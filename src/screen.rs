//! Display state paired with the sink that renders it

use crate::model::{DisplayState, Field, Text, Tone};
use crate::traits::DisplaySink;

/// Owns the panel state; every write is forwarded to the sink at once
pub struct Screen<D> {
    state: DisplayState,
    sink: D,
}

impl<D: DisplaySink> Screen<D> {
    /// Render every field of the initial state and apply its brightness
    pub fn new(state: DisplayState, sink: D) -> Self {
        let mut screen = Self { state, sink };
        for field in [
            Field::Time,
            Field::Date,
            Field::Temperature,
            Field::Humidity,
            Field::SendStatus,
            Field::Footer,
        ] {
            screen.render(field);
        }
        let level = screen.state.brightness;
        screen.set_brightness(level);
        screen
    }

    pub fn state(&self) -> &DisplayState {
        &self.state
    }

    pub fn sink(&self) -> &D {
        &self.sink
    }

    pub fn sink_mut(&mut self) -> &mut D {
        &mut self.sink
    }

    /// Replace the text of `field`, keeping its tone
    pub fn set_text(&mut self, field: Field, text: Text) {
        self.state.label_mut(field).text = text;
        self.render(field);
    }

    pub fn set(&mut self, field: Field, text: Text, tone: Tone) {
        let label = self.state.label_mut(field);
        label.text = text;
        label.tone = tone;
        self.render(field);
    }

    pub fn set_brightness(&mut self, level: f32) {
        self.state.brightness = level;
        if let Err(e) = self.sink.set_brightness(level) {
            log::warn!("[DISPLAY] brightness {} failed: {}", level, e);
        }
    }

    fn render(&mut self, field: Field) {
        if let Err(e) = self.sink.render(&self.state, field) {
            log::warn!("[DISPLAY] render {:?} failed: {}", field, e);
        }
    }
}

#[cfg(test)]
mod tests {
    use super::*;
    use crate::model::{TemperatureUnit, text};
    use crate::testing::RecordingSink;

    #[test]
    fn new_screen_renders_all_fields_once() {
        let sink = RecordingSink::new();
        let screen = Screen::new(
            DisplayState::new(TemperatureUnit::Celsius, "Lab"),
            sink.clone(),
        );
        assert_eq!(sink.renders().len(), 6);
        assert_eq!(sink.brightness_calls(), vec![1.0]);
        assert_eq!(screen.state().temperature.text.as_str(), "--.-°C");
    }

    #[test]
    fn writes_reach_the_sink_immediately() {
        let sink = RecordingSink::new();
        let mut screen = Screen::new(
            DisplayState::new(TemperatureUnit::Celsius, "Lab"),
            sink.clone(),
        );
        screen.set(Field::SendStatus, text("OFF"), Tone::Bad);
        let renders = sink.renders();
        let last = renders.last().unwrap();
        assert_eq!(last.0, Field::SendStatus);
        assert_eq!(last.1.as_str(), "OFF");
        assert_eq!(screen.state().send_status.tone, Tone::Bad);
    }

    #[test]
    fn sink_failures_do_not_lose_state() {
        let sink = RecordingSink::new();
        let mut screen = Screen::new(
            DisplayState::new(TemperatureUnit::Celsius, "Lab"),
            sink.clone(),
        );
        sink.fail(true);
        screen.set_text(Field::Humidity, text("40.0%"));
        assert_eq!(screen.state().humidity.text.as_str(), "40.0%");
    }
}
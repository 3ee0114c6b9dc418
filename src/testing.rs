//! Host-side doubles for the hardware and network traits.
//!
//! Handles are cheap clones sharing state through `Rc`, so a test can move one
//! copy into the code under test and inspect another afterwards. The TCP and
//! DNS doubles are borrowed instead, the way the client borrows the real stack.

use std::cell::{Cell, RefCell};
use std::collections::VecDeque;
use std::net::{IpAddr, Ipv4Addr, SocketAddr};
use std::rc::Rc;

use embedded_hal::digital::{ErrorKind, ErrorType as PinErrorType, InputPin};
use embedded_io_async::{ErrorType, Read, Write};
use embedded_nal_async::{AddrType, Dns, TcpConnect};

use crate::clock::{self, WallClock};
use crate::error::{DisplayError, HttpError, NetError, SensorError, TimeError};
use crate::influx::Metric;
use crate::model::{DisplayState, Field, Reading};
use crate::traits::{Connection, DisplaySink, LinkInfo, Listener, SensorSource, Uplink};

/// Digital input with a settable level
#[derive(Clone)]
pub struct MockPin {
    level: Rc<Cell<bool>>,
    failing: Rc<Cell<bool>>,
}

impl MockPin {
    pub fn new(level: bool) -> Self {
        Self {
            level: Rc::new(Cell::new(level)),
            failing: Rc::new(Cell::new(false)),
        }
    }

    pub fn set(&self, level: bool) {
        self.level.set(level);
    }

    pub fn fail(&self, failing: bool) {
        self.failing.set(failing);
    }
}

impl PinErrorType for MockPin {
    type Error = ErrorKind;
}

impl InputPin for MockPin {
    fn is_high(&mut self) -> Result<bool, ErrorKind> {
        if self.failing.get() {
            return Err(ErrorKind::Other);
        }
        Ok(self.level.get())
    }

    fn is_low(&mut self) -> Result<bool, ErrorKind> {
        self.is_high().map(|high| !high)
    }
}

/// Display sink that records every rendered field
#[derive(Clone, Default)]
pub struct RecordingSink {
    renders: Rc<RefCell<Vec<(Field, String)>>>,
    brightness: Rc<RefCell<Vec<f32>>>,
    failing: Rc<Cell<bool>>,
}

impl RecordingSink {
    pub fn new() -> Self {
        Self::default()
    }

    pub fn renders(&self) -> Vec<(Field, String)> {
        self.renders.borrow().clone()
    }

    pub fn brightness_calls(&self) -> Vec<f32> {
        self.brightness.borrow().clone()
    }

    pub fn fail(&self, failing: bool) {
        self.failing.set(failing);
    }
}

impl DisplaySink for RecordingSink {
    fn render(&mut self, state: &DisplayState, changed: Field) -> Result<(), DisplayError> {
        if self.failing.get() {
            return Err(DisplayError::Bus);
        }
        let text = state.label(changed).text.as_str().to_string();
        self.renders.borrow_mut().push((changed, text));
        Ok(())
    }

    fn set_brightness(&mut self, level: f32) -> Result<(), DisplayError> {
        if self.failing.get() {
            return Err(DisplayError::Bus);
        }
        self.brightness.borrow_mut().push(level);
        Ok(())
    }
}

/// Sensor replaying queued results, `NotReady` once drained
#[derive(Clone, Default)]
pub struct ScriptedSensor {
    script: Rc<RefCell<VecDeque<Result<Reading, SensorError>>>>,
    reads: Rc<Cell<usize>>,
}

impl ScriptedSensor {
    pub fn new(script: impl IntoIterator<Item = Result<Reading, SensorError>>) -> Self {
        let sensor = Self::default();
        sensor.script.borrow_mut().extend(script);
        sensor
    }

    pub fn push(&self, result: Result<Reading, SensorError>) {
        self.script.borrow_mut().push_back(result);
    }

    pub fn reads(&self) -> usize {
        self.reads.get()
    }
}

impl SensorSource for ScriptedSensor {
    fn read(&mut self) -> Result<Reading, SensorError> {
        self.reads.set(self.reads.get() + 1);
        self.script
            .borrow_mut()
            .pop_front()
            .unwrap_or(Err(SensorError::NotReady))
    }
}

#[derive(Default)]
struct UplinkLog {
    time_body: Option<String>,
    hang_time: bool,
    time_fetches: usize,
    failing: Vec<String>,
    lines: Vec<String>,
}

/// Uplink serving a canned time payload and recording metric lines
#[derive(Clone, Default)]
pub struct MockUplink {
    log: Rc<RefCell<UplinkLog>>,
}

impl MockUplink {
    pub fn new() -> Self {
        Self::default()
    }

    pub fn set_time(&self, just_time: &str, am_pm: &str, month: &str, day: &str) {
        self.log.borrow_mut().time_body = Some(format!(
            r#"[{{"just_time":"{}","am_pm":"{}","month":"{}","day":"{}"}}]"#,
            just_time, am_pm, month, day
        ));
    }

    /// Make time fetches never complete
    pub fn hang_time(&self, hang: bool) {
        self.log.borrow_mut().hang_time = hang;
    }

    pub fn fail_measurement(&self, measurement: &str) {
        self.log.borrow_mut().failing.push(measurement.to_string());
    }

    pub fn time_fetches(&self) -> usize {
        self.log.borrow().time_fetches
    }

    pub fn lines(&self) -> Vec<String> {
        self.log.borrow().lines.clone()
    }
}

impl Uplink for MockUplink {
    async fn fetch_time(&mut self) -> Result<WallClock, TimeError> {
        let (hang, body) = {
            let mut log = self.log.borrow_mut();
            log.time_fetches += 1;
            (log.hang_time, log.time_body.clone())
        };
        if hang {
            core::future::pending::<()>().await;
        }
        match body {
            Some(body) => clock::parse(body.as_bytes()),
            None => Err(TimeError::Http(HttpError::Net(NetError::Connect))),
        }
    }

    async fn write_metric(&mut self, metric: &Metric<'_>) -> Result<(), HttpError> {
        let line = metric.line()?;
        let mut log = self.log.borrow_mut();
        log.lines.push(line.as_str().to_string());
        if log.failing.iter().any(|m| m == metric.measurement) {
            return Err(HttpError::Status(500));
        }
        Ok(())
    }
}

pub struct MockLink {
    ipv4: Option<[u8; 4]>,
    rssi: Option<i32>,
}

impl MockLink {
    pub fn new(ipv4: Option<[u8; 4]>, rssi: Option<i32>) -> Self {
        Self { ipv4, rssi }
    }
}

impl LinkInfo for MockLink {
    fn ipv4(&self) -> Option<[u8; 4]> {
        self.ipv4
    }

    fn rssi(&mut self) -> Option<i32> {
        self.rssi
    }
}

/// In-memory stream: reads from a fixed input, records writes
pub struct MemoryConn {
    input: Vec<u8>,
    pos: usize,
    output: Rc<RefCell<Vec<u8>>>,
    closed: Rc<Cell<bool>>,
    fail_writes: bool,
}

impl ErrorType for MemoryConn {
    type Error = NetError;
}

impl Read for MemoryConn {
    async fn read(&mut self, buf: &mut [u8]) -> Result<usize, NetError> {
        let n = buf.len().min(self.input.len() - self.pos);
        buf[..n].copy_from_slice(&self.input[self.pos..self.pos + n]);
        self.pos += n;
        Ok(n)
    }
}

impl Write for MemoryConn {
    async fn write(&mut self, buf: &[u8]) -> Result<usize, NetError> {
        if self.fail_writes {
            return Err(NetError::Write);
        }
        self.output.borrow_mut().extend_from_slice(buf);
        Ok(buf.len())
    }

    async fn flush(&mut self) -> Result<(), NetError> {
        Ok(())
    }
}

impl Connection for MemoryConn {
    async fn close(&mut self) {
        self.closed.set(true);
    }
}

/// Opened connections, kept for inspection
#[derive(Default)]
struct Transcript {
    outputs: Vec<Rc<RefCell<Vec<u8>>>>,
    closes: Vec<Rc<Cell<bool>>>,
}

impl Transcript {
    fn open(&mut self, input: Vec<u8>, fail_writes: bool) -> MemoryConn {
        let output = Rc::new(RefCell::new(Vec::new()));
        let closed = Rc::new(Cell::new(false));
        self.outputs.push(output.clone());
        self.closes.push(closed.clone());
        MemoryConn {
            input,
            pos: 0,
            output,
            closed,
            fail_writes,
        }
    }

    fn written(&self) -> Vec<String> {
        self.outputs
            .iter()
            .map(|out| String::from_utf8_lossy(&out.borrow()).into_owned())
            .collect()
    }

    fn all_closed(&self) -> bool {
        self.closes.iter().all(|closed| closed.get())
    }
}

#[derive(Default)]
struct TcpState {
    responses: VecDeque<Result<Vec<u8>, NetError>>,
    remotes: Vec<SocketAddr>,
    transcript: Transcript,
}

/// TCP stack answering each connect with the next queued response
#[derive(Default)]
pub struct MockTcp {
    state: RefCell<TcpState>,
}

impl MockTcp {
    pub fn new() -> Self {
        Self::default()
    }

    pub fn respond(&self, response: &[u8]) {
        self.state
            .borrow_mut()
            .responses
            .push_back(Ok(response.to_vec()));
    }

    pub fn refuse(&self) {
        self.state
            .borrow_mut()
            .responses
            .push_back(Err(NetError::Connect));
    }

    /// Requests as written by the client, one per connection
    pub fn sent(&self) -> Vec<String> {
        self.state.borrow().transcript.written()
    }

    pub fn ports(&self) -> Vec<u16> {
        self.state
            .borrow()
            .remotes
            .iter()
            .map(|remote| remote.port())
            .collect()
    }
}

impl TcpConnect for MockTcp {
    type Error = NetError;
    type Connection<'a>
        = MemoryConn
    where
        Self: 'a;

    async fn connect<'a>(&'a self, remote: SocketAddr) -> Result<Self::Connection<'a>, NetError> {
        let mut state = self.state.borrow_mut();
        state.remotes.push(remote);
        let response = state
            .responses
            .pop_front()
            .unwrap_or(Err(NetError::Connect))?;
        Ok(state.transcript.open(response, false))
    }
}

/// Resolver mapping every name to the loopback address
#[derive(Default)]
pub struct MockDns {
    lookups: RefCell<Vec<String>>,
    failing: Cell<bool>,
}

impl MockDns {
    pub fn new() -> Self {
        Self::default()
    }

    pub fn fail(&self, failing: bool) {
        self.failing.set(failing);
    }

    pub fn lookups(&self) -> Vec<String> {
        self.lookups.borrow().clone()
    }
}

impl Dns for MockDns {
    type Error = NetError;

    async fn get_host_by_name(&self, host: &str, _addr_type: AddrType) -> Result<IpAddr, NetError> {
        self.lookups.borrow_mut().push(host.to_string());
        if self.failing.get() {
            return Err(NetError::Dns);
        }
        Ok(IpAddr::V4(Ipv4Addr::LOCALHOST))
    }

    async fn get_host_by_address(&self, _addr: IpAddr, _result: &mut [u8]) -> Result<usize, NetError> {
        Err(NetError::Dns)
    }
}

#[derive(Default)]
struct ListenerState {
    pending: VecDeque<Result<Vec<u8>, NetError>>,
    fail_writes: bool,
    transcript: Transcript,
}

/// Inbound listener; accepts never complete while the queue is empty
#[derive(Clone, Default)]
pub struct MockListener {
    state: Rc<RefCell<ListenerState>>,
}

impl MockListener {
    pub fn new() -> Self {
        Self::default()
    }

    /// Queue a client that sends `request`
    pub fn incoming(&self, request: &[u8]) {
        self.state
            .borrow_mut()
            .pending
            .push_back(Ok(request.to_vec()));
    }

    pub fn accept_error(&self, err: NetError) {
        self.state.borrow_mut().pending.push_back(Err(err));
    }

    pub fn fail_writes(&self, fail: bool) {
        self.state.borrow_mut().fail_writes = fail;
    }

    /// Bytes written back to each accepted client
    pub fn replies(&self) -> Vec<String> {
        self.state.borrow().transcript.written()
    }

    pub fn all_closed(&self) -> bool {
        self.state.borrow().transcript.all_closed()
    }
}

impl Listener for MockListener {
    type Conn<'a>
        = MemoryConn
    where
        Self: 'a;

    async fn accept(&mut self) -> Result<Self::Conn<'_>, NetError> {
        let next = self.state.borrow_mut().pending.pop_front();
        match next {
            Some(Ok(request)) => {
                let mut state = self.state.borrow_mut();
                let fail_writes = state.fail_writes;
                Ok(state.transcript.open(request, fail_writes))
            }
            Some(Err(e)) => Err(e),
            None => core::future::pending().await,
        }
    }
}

-- -- --

* YOUR TASK:
Lines of the listing that contain the word "queued" are to be counted; report only their number.

* THE COMPLETED TASK:
2